┌────────

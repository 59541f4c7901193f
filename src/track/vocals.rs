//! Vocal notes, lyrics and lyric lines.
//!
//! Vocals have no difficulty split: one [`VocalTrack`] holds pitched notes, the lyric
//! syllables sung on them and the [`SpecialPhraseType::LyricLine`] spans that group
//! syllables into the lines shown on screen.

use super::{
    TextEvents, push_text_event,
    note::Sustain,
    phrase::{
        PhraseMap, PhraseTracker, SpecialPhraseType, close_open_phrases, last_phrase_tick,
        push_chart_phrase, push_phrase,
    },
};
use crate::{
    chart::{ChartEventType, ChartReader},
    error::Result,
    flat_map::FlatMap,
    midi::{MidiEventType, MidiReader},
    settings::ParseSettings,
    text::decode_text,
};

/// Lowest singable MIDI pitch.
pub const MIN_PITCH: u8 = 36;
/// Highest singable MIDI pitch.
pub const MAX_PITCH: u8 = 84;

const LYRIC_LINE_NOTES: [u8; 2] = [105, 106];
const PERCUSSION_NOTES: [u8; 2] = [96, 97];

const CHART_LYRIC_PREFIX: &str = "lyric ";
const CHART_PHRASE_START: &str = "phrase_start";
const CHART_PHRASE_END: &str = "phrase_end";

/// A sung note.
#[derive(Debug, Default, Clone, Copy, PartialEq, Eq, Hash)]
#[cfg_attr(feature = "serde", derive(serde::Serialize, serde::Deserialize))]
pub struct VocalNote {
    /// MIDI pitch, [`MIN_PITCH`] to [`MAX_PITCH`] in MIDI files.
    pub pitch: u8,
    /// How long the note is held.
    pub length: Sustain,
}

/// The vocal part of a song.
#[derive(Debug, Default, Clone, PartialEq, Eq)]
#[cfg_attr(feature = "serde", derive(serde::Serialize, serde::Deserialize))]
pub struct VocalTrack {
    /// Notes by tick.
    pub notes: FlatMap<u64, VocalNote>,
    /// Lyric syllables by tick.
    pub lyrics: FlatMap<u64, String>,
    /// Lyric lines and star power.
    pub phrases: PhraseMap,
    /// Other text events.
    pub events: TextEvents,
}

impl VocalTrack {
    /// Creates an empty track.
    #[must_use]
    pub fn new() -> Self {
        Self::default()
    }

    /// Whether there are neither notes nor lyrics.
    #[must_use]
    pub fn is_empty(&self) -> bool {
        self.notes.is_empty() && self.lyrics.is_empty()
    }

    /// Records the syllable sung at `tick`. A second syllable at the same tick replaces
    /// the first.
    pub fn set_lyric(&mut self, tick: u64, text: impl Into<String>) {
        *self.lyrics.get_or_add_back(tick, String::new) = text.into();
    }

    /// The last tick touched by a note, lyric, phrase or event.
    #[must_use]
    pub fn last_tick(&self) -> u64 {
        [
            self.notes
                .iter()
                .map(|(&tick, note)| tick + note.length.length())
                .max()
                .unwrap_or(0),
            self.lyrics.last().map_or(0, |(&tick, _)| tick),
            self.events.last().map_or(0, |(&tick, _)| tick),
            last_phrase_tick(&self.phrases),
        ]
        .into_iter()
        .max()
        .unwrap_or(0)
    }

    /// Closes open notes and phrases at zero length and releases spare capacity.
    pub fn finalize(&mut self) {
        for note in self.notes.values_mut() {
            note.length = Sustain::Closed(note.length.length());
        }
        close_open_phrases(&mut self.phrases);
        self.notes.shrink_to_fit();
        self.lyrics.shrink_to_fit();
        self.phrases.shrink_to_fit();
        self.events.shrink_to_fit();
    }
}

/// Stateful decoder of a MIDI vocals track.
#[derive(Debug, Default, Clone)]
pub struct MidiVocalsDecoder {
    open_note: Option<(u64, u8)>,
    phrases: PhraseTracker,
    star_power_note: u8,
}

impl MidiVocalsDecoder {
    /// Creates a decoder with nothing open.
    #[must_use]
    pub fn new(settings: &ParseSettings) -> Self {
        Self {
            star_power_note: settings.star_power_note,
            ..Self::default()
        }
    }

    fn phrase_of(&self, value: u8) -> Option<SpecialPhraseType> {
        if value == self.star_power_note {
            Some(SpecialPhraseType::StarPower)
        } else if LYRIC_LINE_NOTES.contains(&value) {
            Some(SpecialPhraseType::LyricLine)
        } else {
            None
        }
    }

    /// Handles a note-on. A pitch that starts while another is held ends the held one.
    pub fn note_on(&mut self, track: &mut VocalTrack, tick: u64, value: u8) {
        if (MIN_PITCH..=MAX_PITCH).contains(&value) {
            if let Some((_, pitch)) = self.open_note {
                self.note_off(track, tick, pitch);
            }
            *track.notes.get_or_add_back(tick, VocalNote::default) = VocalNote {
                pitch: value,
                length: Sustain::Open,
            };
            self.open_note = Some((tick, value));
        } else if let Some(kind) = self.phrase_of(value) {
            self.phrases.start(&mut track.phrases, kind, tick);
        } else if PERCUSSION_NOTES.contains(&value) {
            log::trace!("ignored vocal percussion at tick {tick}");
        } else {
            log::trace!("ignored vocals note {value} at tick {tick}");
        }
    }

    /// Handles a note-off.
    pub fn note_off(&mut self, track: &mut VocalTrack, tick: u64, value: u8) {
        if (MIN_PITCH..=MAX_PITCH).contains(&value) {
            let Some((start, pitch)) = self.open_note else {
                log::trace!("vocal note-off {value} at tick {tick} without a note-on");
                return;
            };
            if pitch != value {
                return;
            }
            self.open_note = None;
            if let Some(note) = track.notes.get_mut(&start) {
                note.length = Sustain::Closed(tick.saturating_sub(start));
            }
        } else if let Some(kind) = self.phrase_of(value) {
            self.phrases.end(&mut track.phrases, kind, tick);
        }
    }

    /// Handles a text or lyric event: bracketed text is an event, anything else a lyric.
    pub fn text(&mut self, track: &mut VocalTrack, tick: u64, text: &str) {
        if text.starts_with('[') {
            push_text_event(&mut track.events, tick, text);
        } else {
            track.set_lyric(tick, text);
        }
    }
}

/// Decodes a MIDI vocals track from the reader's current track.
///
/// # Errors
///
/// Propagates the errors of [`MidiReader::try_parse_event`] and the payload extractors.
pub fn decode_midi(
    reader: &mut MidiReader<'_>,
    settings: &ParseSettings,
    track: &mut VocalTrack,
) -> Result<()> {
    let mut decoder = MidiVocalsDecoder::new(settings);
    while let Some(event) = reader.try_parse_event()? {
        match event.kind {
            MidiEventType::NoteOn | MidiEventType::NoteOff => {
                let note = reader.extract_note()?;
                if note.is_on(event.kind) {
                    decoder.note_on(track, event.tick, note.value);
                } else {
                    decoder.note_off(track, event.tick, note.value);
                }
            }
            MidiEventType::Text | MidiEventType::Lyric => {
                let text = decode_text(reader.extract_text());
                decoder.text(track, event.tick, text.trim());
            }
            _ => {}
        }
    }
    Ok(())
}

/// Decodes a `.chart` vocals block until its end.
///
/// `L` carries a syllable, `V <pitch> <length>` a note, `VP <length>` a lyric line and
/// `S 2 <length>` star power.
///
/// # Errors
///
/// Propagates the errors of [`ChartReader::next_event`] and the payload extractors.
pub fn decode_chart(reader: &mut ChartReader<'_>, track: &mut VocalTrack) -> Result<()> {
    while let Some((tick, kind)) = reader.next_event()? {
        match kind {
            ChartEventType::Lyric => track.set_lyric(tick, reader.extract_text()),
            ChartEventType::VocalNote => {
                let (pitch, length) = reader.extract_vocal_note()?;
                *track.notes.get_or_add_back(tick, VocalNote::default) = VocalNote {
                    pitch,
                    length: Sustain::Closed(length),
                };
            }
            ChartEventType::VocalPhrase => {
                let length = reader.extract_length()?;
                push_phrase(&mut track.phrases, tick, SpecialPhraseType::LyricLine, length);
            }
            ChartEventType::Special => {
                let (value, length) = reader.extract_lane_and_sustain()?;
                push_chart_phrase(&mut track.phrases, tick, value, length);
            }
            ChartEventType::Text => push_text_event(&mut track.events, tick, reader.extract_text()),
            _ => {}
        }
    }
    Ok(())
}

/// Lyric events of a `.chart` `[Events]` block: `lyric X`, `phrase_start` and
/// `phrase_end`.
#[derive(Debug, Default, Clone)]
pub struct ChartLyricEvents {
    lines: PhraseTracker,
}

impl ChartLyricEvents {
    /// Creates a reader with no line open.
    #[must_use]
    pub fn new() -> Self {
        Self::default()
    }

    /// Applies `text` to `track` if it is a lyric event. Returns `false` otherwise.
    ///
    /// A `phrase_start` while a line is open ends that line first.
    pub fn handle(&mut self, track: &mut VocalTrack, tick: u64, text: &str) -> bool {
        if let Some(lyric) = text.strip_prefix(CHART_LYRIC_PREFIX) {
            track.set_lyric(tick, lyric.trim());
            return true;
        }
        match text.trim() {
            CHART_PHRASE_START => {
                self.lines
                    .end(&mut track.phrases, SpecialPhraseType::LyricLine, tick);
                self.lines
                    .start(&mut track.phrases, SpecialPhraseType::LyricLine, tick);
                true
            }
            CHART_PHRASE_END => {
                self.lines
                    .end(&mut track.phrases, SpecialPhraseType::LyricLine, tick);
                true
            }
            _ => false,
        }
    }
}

└────────

### WHAT IS REQUIRED
The answer should be a single number: the count of lines in the data that include the string "FlatMap".

### WRITTEN SOLUTION
3